There are woefully few signs of such rethinking,
even after Paris. Like most of the Republican would-be presidents,
Hillary Clinton continues to speak derisively about Putin’s
leadership, insisting he “is actually making things somewhat worse.”
Inexplicably, unless she wants war with Russia, she also continues
to call for an “imposed” no-fly zone over Syria, which would mean
attacking Russian war planes flying there daily. Strobe Talbott and
John Bolton, each reportedly an aspiring secretary of state in the
next Democratic or Republican administration, respectively, agree
(uncontested, as usual, in the Times) that Putin’s Russia
remains “part of the problem.” Indeed, Paris scarcely diminished the
Cold War demonizing of Russia’s president; as Clinton did months
ago, a Post editorial and a Journal columnist
equated Putin with Hitler.
In addition to persistent Putinphobia (and perhaps
Russophobia), other ominous factors have been at work since November
13. On November 22, ultra-right Ukrainians destroyed Crimea’s source
of electricity, sharply re-escalating conflict between Moscow and
Kiev.
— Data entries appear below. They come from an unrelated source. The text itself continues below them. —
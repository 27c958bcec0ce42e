//! Navigation over a raw sector dump: one title, one chapter, one program
//! chain spanning the whole file.

use std::collections::VecDeque;
use std::fs::File;
use std::io::{BufReader, Seek, SeekFrom};
use std::path::Path;

use ddvd::process::scan::{ScanReport, StreamScanner};
use ddvd::structs::nav::{ButtonMove, CellInfo, MenuId, NavEvent, NavPosition, Navigator, Pci};
use ddvd::structs::pes::{PtsEncoding, SECTOR_SIZE};
use ddvd::utils::errors::NavError;

use crate::input::{read_full_sector, sector_count};

/// Sectors scanned at each end of the file to find streams and the PTS span.
const PROBE_SECTORS: u32 = 4096;

/// Language reported for every stream; a dump carries no IFO tables.
const LANG_UNKNOWN: u16 = u16::from_be_bytes(*b"??");

pub struct FileNavigator {
    encoding: PtsEncoding,
    file: Option<BufReader<File>>,
    title: String,
    sectors: u32,
    block: u32,
    pgc_length: u64,
    audio_streams: Vec<u8>,
    spu_streams: Vec<u8>,
    pending: VecDeque<NavEvent>,
}

impl FileNavigator {
    pub fn new(encoding: PtsEncoding) -> Self {
        Self {
            encoding,
            file: None,
            title: String::new(),
            sectors: 0,
            block: 0,
            pgc_length: 0,
            audio_streams: Vec::new(),
            spu_streams: Vec::new(),
            pending: VecDeque::new(),
        }
    }

    fn file(&mut self) -> Result<&mut BufReader<File>, NavError> {
        self.file
            .as_mut()
            .ok_or_else(|| NavError::Read("source not open".into()))
    }

    fn probe(&mut self, start: u32, count: u32) -> Result<ScanReport, NavError> {
        let encoding = self.encoding;
        let file = self.file()?;
        file.seek(SeekFrom::Start(u64::from(start) * SECTOR_SIZE as u64))?;

        let mut scanner = StreamScanner::new(encoding, false);
        let mut sector = [0u8; SECTOR_SIZE];
        for _ in 0..count {
            match read_full_sector(file, &mut sector) {
                Ok(true) => scanner.push_sector(&mut sector),
                Ok(false) => break,
                Err(e) => return Err(NavError::Read(e.to_string())),
            }
        }
        Ok(scanner.finish())
    }

    fn cell(&self) -> CellInfo {
        CellInfo {
            cell: 1,
            program: 1,
            cell_length: self.pgc_length,
            program_length: self.pgc_length,
            pgc_length: self.pgc_length,
            cell_start: 0,
            program_start: 0,
        }
    }

    fn unsupported(call: &'static str) -> NavError {
        NavError::Call {
            call,
            reason: "a sector dump has no navigation data".into(),
        }
    }
}

impl Navigator for FileNavigator {
    fn open(&mut self, path: &str) -> Result<(), NavError> {
        let mut file = File::open(path).map_err(|e| NavError::Open(format!("{path}: {e}")))?;
        self.sectors = sector_count(&mut file).map_err(|e| NavError::Open(e.to_string()))?;
        self.file = Some(BufReader::new(file));
        self.title = Path::new(path)
            .file_stem()
            .map(|s| s.to_string_lossy().to_ascii_uppercase())
            .unwrap_or_default();

        let head = self.probe(0, PROBE_SECTORS)?;
        let tail_start = self.sectors.saturating_sub(PROBE_SECTORS);
        let tail = self.probe(tail_start, PROBE_SECTORS)?;
        self.pgc_length = match (head.first_video_pts, tail.last_video_pts) {
            (Some(first), Some(last)) => last.saturating_sub(first),
            _ => 0,
        };
        self.audio_streams = head.audio.keys().copied().collect();
        self.spu_streams = head.subpicture.keys().copied().collect();

        log::info!(
            "Opened {path}: {} sectors, {} ticks, audio streams {:?}, subpicture streams {:?}",
            self.sectors,
            self.pgc_length,
            self.audio_streams,
            self.spu_streams
        );
        Ok(())
    }

    fn apply_preferences(&mut self, language: &str) -> Result<(), NavError> {
        log::debug!("Language preference {language} has no effect on a sector dump");
        self.sector_search(0)?;
        self.pending.push_back(NavEvent::VtsChange);
        self.pending.push_back(NavEvent::CellChange(self.cell()));
        Ok(())
    }

    fn close(&mut self) {
        self.file = None;
    }

    fn next_block(&mut self, buf: &mut [u8; SECTOR_SIZE]) -> Result<NavEvent, NavError> {
        if let Some(event) = self.pending.pop_front() {
            return Ok(event);
        }
        if self.block >= self.sectors {
            return Ok(NavEvent::Stop);
        }
        let file = self.file()?;
        match read_full_sector(file, buf) {
            Ok(true) => {
                self.block += 1;
                Ok(NavEvent::BlockReady)
            }
            Ok(false) => Ok(NavEvent::Stop),
            Err(e) => Err(NavError::Read(e.to_string())),
        }
    }

    fn title_string(&self) -> String {
        self.title.clone()
    }

    fn position(&self) -> Option<NavPosition> {
        self.file.as_ref()?;
        Some(NavPosition {
            block: self.block,
            length: self.sectors,
        })
    }

    fn current_title_info(&self) -> Option<(i32, i32)> {
        Some((1, 1))
    }

    fn number_of_titles(&self) -> Result<i32, NavError> {
        Ok(1)
    }

    fn number_of_parts(&self, _title: i32) -> Result<i32, NavError> {
        Ok(1)
    }

    fn is_menu_domain(&self) -> bool {
        false
    }

    fn sector_search(&mut self, block: u32) -> Result<(), NavError> {
        if block > self.sectors {
            return Err(NavError::Seek(block));
        }
        let file = self.file()?;
        file.seek(SeekFrom::Start(u64::from(block) * SECTOR_SIZE as u64))?;
        self.block = block;
        Ok(())
    }

    fn part_play(&mut self, title: i32, part: i32) -> Result<(), NavError> {
        if (title, part) != (1, 1) {
            return Err(NavError::Call {
                call: "part_play",
                reason: format!("no title {title} chapter {part}"),
            });
        }
        self.sector_search(0)?;
        self.pending.push_back(NavEvent::CellChange(self.cell()));
        Ok(())
    }

    fn title_play(&mut self, title: i32) -> Result<(), NavError> {
        self.part_play(title, 1)
    }

    fn reset(&mut self) -> Result<(), NavError> {
        self.pending.clear();
        self.sector_search(0)
    }

    fn menu_call(&mut self, _menu: MenuId) -> Result<(), NavError> {
        Err(Self::unsupported("menu_call"))
    }

    fn button_move(&mut self, _pci: &Pci, _direction: ButtonMove) -> Result<(), NavError> {
        Err(Self::unsupported("button_move"))
    }

    fn button_select(&mut self, _pci: &Pci, _button: u32) -> Result<(), NavError> {
        Err(Self::unsupported("button_select"))
    }

    fn button_activate(&mut self, _pci: &Pci) -> Result<(), NavError> {
        Err(Self::unsupported("button_activate"))
    }

    fn current_highlight(&self) -> Option<u32> {
        None
    }

    fn still_skip(&mut self) -> Result<(), NavError> {
        Ok(())
    }

    fn wait_skip(&mut self) -> Result<(), NavError> {
        Ok(())
    }

    fn next_still_flag(&self) -> bool {
        false
    }

    fn video_aspect(&self) -> u8 {
        0
    }

    fn video_scale_permission(&self) -> u8 {
        0
    }

    fn active_audio_stream(&self) -> Option<u8> {
        self.audio_streams.first().copied()
    }

    fn active_spu_stream(&self) -> Option<u8> {
        None
    }

    fn audio_stream_to_lang(&self, logical: u8) -> Option<u16> {
        self.audio_streams
            .contains(&logical)
            .then_some(LANG_UNKNOWN)
    }

    fn spu_stream_info(&self, logical: u8) -> Option<(u8, u16)> {
        self.spu_streams
            .get(usize::from(logical))
            .map(|&id| (id, LANG_UNKNOWN))
    }

    fn angle_info(&self) -> (i32, i32) {
        (1, 1)
    }

    fn angle_change(&mut self, _angle: i32) -> Result<(), NavError> {
        Err(Self::unsupported("angle_change"))
    }
}

#[cfg(test)]
mod tests {
    use super::*;
    use anyhow::Result;
    use std::io::Write;

    fn video_sector(pts: u64) -> Vec<u8> {
        let mut sector = vec![0u8; SECTOR_SIZE];
        sector[..4].copy_from_slice(&[0x00, 0x00, 0x01, 0xBA]);
        sector[14..18].copy_from_slice(&[0x00, 0x00, 0x01, 0xE0]);
        sector[18..20].copy_from_slice(&8u16.to_be_bytes());
        sector[20] = 0x81;
        sector[21] = 0x80;
        sector[22] = 5;
        sector[23..28].copy_from_slice(&ddvd::structs::pes::encode_pts(pts));
        sector
    }

    #[test]
    fn walks_a_dump() -> Result<()> {
        let path = std::env::temp_dir().join(format!("ddvdplay-nav-{}.vob", std::process::id()));
        {
            let mut file = File::create(&path)?;
            for pts in [90_000, 180_000, 270_000] {
                file.write_all(&video_sector(pts))?;
            }
            file.write_all(&[0; 100])?;
        }

        let mut nav = FileNavigator::new(PtsEncoding::Standard);
        nav.open(&path.to_string_lossy())?;
        nav.apply_preferences("en")?;

        let mut buf = [0u8; SECTOR_SIZE];
        let mut events = Vec::new();
        loop {
            let event = nav.next_block(&mut buf)?;
            let stop = event == NavEvent::Stop;
            events.push(event);
            if stop {
                break;
            }
        }
        std::fs::remove_file(&path)?;

        assert_eq!(events.len(), 6);
        assert_eq!(events[0], NavEvent::VtsChange);
        assert!(matches!(events[1], NavEvent::CellChange(CellInfo { pgc_length: 180_000, .. })));
        assert_eq!(nav.position().map(|p| (p.block, p.length)), Some((3, 3)));
        assert!(nav.sector_search(4).is_err());
        assert!(nav.menu_call(MenuId::Root).is_err());
        Ok(())
    }
}
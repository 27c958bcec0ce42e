//! PES framing inside a 2048-byte program-stream sector.
//!
//! Every sector starts with a 14-byte pack header; the PES packet follows
//! at [`PES_OFFSET`]. Only the fields the engine needs are decoded.

pub const SECTOR_SIZE: usize = 2048;
pub const PES_OFFSET: usize = 14;

/// PES stream id of private stream 1 (AC3, DTS, LPCM, subpictures).
pub const PRIVATE_STREAM_1: u8 = 0xBD;

/// Timestamp layout used when reconstructing the PTS.
#[derive(Debug, Default, Clone, Copy, PartialEq, Eq)]
pub enum PtsEncoding {
    /// Full 33-bit value.
    #[default]
    Standard,
    /// 32-bit value with the least significant bit dropped.
    Legacy32,
}

#[derive(Debug, Clone, Copy, PartialEq, Eq)]
pub struct PesHeader {
    pub stream_id: u8,
    /// `PES_packet_length`, not counting the 6 leading bytes.
    pub packet_length: usize,
    pub header_data_length: usize,
    pub pts: Option<u64>,
}

impl PesHeader {
    /// Parses the PES header of a sector. Returns `None` if the sector does
    /// not carry a PES packet start code at [`PES_OFFSET`].
    pub fn parse(sector: &[u8], encoding: PtsEncoding) -> Option<Self> {
        let pes = sector.get(PES_OFFSET..PES_OFFSET + 9)?;
        if pes[..3] != [0x00, 0x00, 0x01] {
            return None;
        }

        let header_data_length = pes[8] as usize;
        let pts = if pes[7] & 0x80 != 0 {
            let bytes: &[u8; 5] = sector
                .get(PES_OFFSET + 9..PES_OFFSET + 14)?
                .try_into()
                .ok()?;
            Some(match encoding {
                PtsEncoding::Standard => pts_standard(bytes),
                PtsEncoding::Legacy32 => u64::from(pts_legacy(bytes)),
            })
        } else {
            None
        };

        Some(Self {
            stream_id: pes[3],
            packet_length: (pes[4] as usize) << 8 | pes[5] as usize,
            header_data_length,
            pts,
        })
    }

    /// Length of the PES header including the 9 fixed bytes.
    pub fn header_len(&self) -> usize {
        9 + self.header_data_length
    }

    /// Sector offset of the first payload byte.
    pub fn payload_offset(&self) -> usize {
        PES_OFFSET + self.header_len()
    }

    /// Sector offset one past the last byte of the packet, clipped to the sector.
    pub fn end(&self, sector_len: usize) -> usize {
        (PES_OFFSET + 6 + self.packet_length).min(sector_len)
    }

    /// Sub-stream id of a private stream 1 packet.
    pub fn substream_id(&self, sector: &[u8]) -> Option<u8> {
        if self.stream_id != PRIVATE_STREAM_1 {
            return None;
        }
        sector.get(self.payload_offset()).copied()
    }
}

/// Reconstructs a 33-bit PTS from the 5 timestamp bytes of a PES header.
pub fn pts_standard(b: &[u8; 5]) -> u64 {
    (u64::from(b[0] >> 1) & 7) << 30
        | u64::from(b[1]) << 22
        | u64::from(b[2] >> 1) << 15
        | u64::from(b[3]) << 7
        | u64::from(b[4] >> 1)
}

/// Reconstructs the 32-bit legacy PTS (`pts >> 1`) from the same bytes.
pub fn pts_legacy(b: &[u8; 5]) -> u32 {
    (u32::from(b[0] >> 1) & 7) << 29
        | u32::from(b[1]) << 21
        | u32::from(b[2] >> 1) << 14
        | u32::from(b[3]) << 6
        | u32::from(b[4] >> 2)
}

/// Encodes a 33-bit PTS into PES timestamp bytes (`0010` prefix, marker bits set).
pub fn encode_pts(pts: u64) -> [u8; 5] {
    [
        0x21 | ((pts >> 29) & 0x0E) as u8,
        (pts >> 22) as u8,
        0x01 | ((pts >> 14) & 0xFE) as u8,
        (pts >> 7) as u8,
        0x01 | ((pts << 1) & 0xFE) as u8,
    ]
}
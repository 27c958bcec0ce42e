/// Display scaling derived from the title set aspect and the TV setup.
pub mod aspect;

/// Audio route selection and the AC3/LPCM re-encode path.
pub mod audio_route;

/// Per-sector stream classification, aspect patching and I-frame capture.
pub mod classify;

/// The playback loop.
///
/// Provides the [`Engine`](engine::Engine) that pulls blocks from the
/// navigation library, feeds the devices, schedules subpictures and
/// answers remote-control commands.
pub mod engine;

/// Menu highlight masks and their pairing with highlight events.
pub mod highlight;

/// Two-phase restoration of a saved position.
pub mod resume;

/// Stream statistics over a whole sector dump.
pub mod scan;

/// Subpicture packet assembly, control parsing and RLE decoding.
pub mod spu_decode;

/// The pending-subpicture ring and its presentation-time decisions.
pub mod spu_sync;

/// Trick-mode speed transitions and re-seek targets.
pub mod trick;

#[cfg(test)]
pub(crate) mod mock;
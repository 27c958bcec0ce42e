use log::debug;

use crate::structs::config::{TvAspect, TvMode};
use crate::structs::session::TvScale;
use crate::structs::sink::{DisplayFormat, DisplayPolicy, VideoAspect};

/// Scale permission bit forbidding letterbox.
const NO_LETTERBOX: u8 = 0x01;
/// Scale permission bit forbidding pan&scan.
const NO_PAN_SCAN: u8 = 0x02;

/// Picks the scaling for a title set from its aspect (`0` = 4:3, `3` = 16:9)
/// and scale permissions, and the TV configuration.
pub fn check_aspect(
    dvd_aspect: u8,
    scale_perm: u8,
    tv_aspect: TvAspect,
    tv_mode: TvMode,
) -> (TvScale, DisplayPolicy) {
    let dvd_wide = dvd_aspect != 0;

    let (scale, policy) = if tv_mode == TvMode::JustScale {
        (
            TvScale::Off,
            DisplayPolicy {
                aspect: VideoAspect::Ratio16x9,
                format: DisplayFormat::FullScreen,
            },
        )
    } else if tv_aspect.is_wide() {
        let format = if dvd_wide {
            DisplayFormat::CenterCutOut
        } else {
            DisplayFormat::PanScan
        };
        (
            TvScale::Off,
            DisplayPolicy {
                aspect: VideoAspect::Ratio16x9,
                format,
            },
        )
    } else {
        let scale = if !dvd_wide {
            TvScale::Off
        } else if scale_perm & NO_LETTERBOX == 0 {
            TvScale::Letterbox
        } else if scale_perm & NO_PAN_SCAN == 0 {
            TvScale::PanScan
        } else {
            TvScale::Letterbox
        };
        let scale = if tv_mode == TvMode::PanScan
            && scale == TvScale::Letterbox
            && scale_perm & NO_PAN_SCAN == 0
        {
            TvScale::PanScan
        } else {
            scale
        };
        let format = match scale {
            TvScale::Letterbox => DisplayFormat::Letterbox,
            TvScale::Off | TvScale::PanScan => DisplayFormat::PanScan,
        };
        (
            scale,
            DisplayPolicy {
                aspect: VideoAspect::Ratio4x3,
                format,
            },
        )
    };

    debug!(
        "DVD aspect {dvd_aspect}, permission {scale_perm:#x}, TV {tv_aspect:?}/{tv_mode:?}: \
         scale {scale:?}, {policy:?}"
    );
    (scale, policy)
}

#[test]
fn aspect_policies() {
    use DisplayFormat::*;

    let check = |dvd, perm, tv, mode| {
        let (scale, policy) = check_aspect(dvd, perm, tv, mode);
        (scale, policy.format)
    };

    assert_eq!(
        check(0, 0, TvAspect::Ratio16x9, TvMode::Letterbox),
        (TvScale::Off, PanScan)
    );
    assert_eq!(
        check(3, 0, TvAspect::Ratio16x10, TvMode::Letterbox),
        (TvScale::Off, CenterCutOut)
    );
    assert_eq!(
        check(0, 0, TvAspect::Ratio4x3, TvMode::Letterbox),
        (TvScale::Off, PanScan)
    );
    assert_eq!(
        check(3, 0, TvAspect::Ratio4x3, TvMode::Letterbox),
        (TvScale::Letterbox, Letterbox)
    );
    assert_eq!(
        check(3, NO_LETTERBOX, TvAspect::Ratio4x3, TvMode::Letterbox),
        (TvScale::PanScan, PanScan)
    );
    assert_eq!(
        check(3, NO_LETTERBOX | NO_PAN_SCAN, TvAspect::Ratio4x3, TvMode::Letterbox),
        (TvScale::Letterbox, Letterbox)
    );
    assert_eq!(
        check(3, 0, TvAspect::Ratio4x3, TvMode::PanScan),
        (TvScale::PanScan, PanScan)
    );
    assert_eq!(
        check(3, NO_PAN_SCAN, TvAspect::Ratio4x3, TvMode::PanScan),
        (TvScale::Letterbox, Letterbox)
    );
    assert_eq!(
        check(3, 0, TvAspect::Ratio4x3, TvMode::JustScale),
        (TvScale::Off, FullScreen)
    );
}
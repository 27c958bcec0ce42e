//! Trick-mode speed changes and timeline seeking.

use crate::structs::session::TrickMode;

pub const MAX_FAST_SPEED: u32 = 64;
pub const MAX_SLOW_SPEED: u32 = 8;
/// From this speed on the sink only decodes reference frames.
pub const TRICK_SPEED: u32 = 16;

pub const FORWARD_INTERVAL_MS: u64 = 300;
pub const BACKWARD_INTERVAL_MS: u64 = 500;

/// Sectors kept before the end when a jump overshoots the title.
pub const END_MARGIN: u32 = 250;

pub const TICKS_PER_SECOND: i64 = 90_000;

fn forward(speed: u32) -> TrickMode {
    match speed {
        0 | 1 => TrickMode::Off,
        s if s < TRICK_SPEED => TrickMode::FastForward(s),
        s => TrickMode::TrickForward(s.min(MAX_FAST_SPEED)),
    }
}

fn backward(speed: u32) -> TrickMode {
    match speed {
        0 | 1 => TrickMode::Off,
        s if s < TRICK_SPEED => TrickMode::FastBackward(s),
        s => TrickMode::TrickBackward(s.min(MAX_FAST_SPEED)),
    }
}

/// Mode after a fast-forward key press: doubles a forward speed, halves a
/// backward one.
pub fn fast_forward_key(mode: TrickMode) -> TrickMode {
    match mode {
        TrickMode::FastForward(s) | TrickMode::TrickForward(s) => forward(s * 2),
        TrickMode::FastBackward(s) | TrickMode::TrickBackward(s) => backward(s / 2),
        _ => forward(2),
    }
}

pub fn fast_backward_key(mode: TrickMode) -> TrickMode {
    match mode {
        TrickMode::FastBackward(s) | TrickMode::TrickBackward(s) => backward(s * 2),
        TrickMode::FastForward(s) | TrickMode::TrickForward(s) => forward(s / 2),
        _ => backward(2),
    }
}

pub fn slow_forward_key(mode: TrickMode) -> TrickMode {
    match mode {
        TrickMode::SlowForward(s) => TrickMode::SlowForward((s * 2).min(MAX_SLOW_SPEED)),
        _ => TrickMode::SlowForward(2),
    }
}

pub fn slow_backward_key(mode: TrickMode) -> TrickMode {
    match mode {
        TrickMode::SlowBackward(s) => TrickMode::SlowBackward((s * 2).min(MAX_SLOW_SPEED)),
        _ => TrickMode::SlowBackward(2),
    }
}

/// Timeline offset of one re-seek in 90 kHz ticks, for modes that seek.
pub fn jump_offset(mode: TrickMode) -> Option<i64> {
    let half = TICKS_PER_SECOND / 2;
    match mode {
        TrickMode::FastForward(s) | TrickMode::TrickForward(s) => Some(half * i64::from(s)),
        TrickMode::FastBackward(s) | TrickMode::TrickBackward(s) => {
            Some(-TICKS_PER_SECOND * i64::from(s))
        }
        TrickMode::SlowBackward(s) => Some(-(half + half / i64::from(s.max(1)))),
        TrickMode::Off | TrickMode::SlowForward(_) => None,
    }
}

pub fn jump_interval_ms(mode: TrickMode) -> u64 {
    if mode.is_backward() {
        BACKWARD_INTERVAL_MS
    } else {
        FORWARD_INTERVAL_MS
    }
}

#[derive(Debug, Clone, Copy, PartialEq, Eq)]
pub enum Boundary {
    Start,
    End,
}

#[derive(Debug, Clone, Copy, PartialEq, Eq)]
pub struct SeekTarget {
    pub block: u32,
    pub boundary: Option<Boundary>,
}

/// Block reached by moving `offset` ticks from block `pos` in a title of
/// `len` blocks and `pgc_length` ticks, clamped to the title.
pub fn seek_target(pos: u32, len: u32, pgc_length: u64, offset: i64) -> SeekTarget {
    let len = i128::from(len.max(1));
    let pgc = match i128::from(pgc_length) {
        0 => len,
        pgc => pgc,
    };

    let t = i128::from(pos) * pgc / len + i128::from(offset);
    if t < 0 {
        return SeekTarget {
            block: 0,
            boundary: Some(Boundary::Start),
        };
    }

    let block = t * len / pgc;
    if block >= len {
        return SeekTarget {
            block: (len as u32).saturating_sub(END_MARGIN),
            boundary: Some(Boundary::End),
        };
    }
    SeekTarget {
        block: block as u32,
        boundary: None,
    }
}
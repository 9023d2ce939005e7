//! Views of the presentation layer and the resources each one depends on.

use std::fmt;

use serde::{Deserialize, Serialize};

use crate::resource::ResourceKind;

/// A named view the presentation layer can activate.
#[derive(Debug, Clone, Copy, PartialEq, Eq, Hash, Default, Serialize, Deserialize)]
#[serde(rename_all = "snake_case")]
pub enum ViewKind {
    /// Overview with aggregate statistics; needs every resource.
    Dashboard,
    Contacts,
    Deals,
    Tasks,
    /// Any view without remote data (reports, settings, not-found).
    #[default]
    Other,
}

impl ViewKind {
    /// The resources this view renders.
    pub fn required_resources(self) -> &'static [ResourceKind] {
        match self {
            Self::Dashboard => &ResourceKind::ALL,
            Self::Contacts => &[ResourceKind::Contacts],
            Self::Deals => &[ResourceKind::Deals],
            Self::Tasks => &[ResourceKind::Tasks],
            Self::Other => &[],
        }
    }

    /// Map a navigation tab id to a view. Unknown ids map to [`ViewKind::Other`].
    ///
    /// # Examples
    ///
    /// ```
    /// use dashboard_sync::ViewKind;
    ///
    /// assert_eq!(ViewKind::from_tab("deals"), ViewKind::Deals);
    /// assert_eq!(ViewKind::from_tab("reports"), ViewKind::Other);
    /// ```
    pub fn from_tab(tab: &str) -> Self {
        match tab {
            "dashboard" => Self::Dashboard,
            "contacts" => Self::Contacts,
            "deals" => Self::Deals,
            "tasks" => Self::Tasks,
            _ => Self::Other,
        }
    }

    /// Return the tab id of this view.
    pub fn as_str(&self) -> &'static str {
        match self {
            Self::Dashboard => "dashboard",
            Self::Contacts => "contacts",
            Self::Deals => "deals",
            Self::Tasks => "tasks",
            Self::Other => "other",
        }
    }
}

impl fmt::Display for ViewKind {
    fn fmt(&self, f: &mut fmt::Formatter<'_>) -> fmt::Result {
        f.write_str(self.as_str())
    }
}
Two days later, NATO-member Turkey shot down a Russian
warplane in still murky circumstances; jihadists waiting below
machine-gunned the pilot as his parachute descended over Syria.
Whether these two events were coincidence or provocations to prevent
a Western rapprochement with Russia, both testify that the new Cold
War, which has spread from Ukraine to Europe and now to Syria and
Turkey, risks actual war between the two nuclear superpowers.
In such perilous circumstances, only the American
president can provide decisive leadership. Over the years, Obama has
repeatedly treated and spoken of Putin in ways unbefitting the White
House—and detrimental to US national security. He did so again after
Paris. Putin told Hollande, “We are ready to cooperate with the
coalition which is led by the United States.” Obama, however, who
endorsed Turkey’s inexplicable shoot-down of the Russian warplane,
used his press conference with the French president to again demean
Putin and Russia’s contributions: “We’ve got a global coalition
organized. Russia is the outlier,” adding condescendingly that
Moscow might be permitted to participate, but only on US terms.
Those terms call for the removal of Syrian
President Bashar al-Assad as soon as possible rather than abiding by
the multinational plan for an evolutionary political transition in
Damascus. Unlike Putin and many other observers, President Obama
(and then–Secretary of State Clinton) have not learned the real
lesson of Libya, which is not “Benghazi.” It is the 2011 decision to
overthrow Libyan leader Moammar Qaddafi and abet his assassination,
which turned Libya into a terrorist-ridden failed state and now a
major base for the Islamic State. Imposed “regime change” in
Damascus may have the same consequences, while imploding the Syrian
army, currently the main “boots on the ground” fighting the Islamic
State. (As Putin candidly acknowledges, Russian warplanes seek to
protect and bolster Assad’s army, not Assad’s questionably
“moderate” enemies on the ground.)
In times of historic crisis, great leaders often
have to transcend their own political biographies, as did FDR and
Lyndon Johnson and, 30 years ago, Ronald Reagan and Mikhail
Gorbachev. It’s time for President Obama—and every candidate who
wants to succeed him—to do so.
Stephen F. Cohen is professor emeritus of
Russian studies, history, and politics at New York University and
Princeton University. A Nation contributing editor,
his recent book, Soviet Fates and Lost Alternatives: From
Stalinism to the New Cold War, is available in paperback
from Columbia University Press.
Katrina vanden Heuvel is Editor and Publisher
of The Nation.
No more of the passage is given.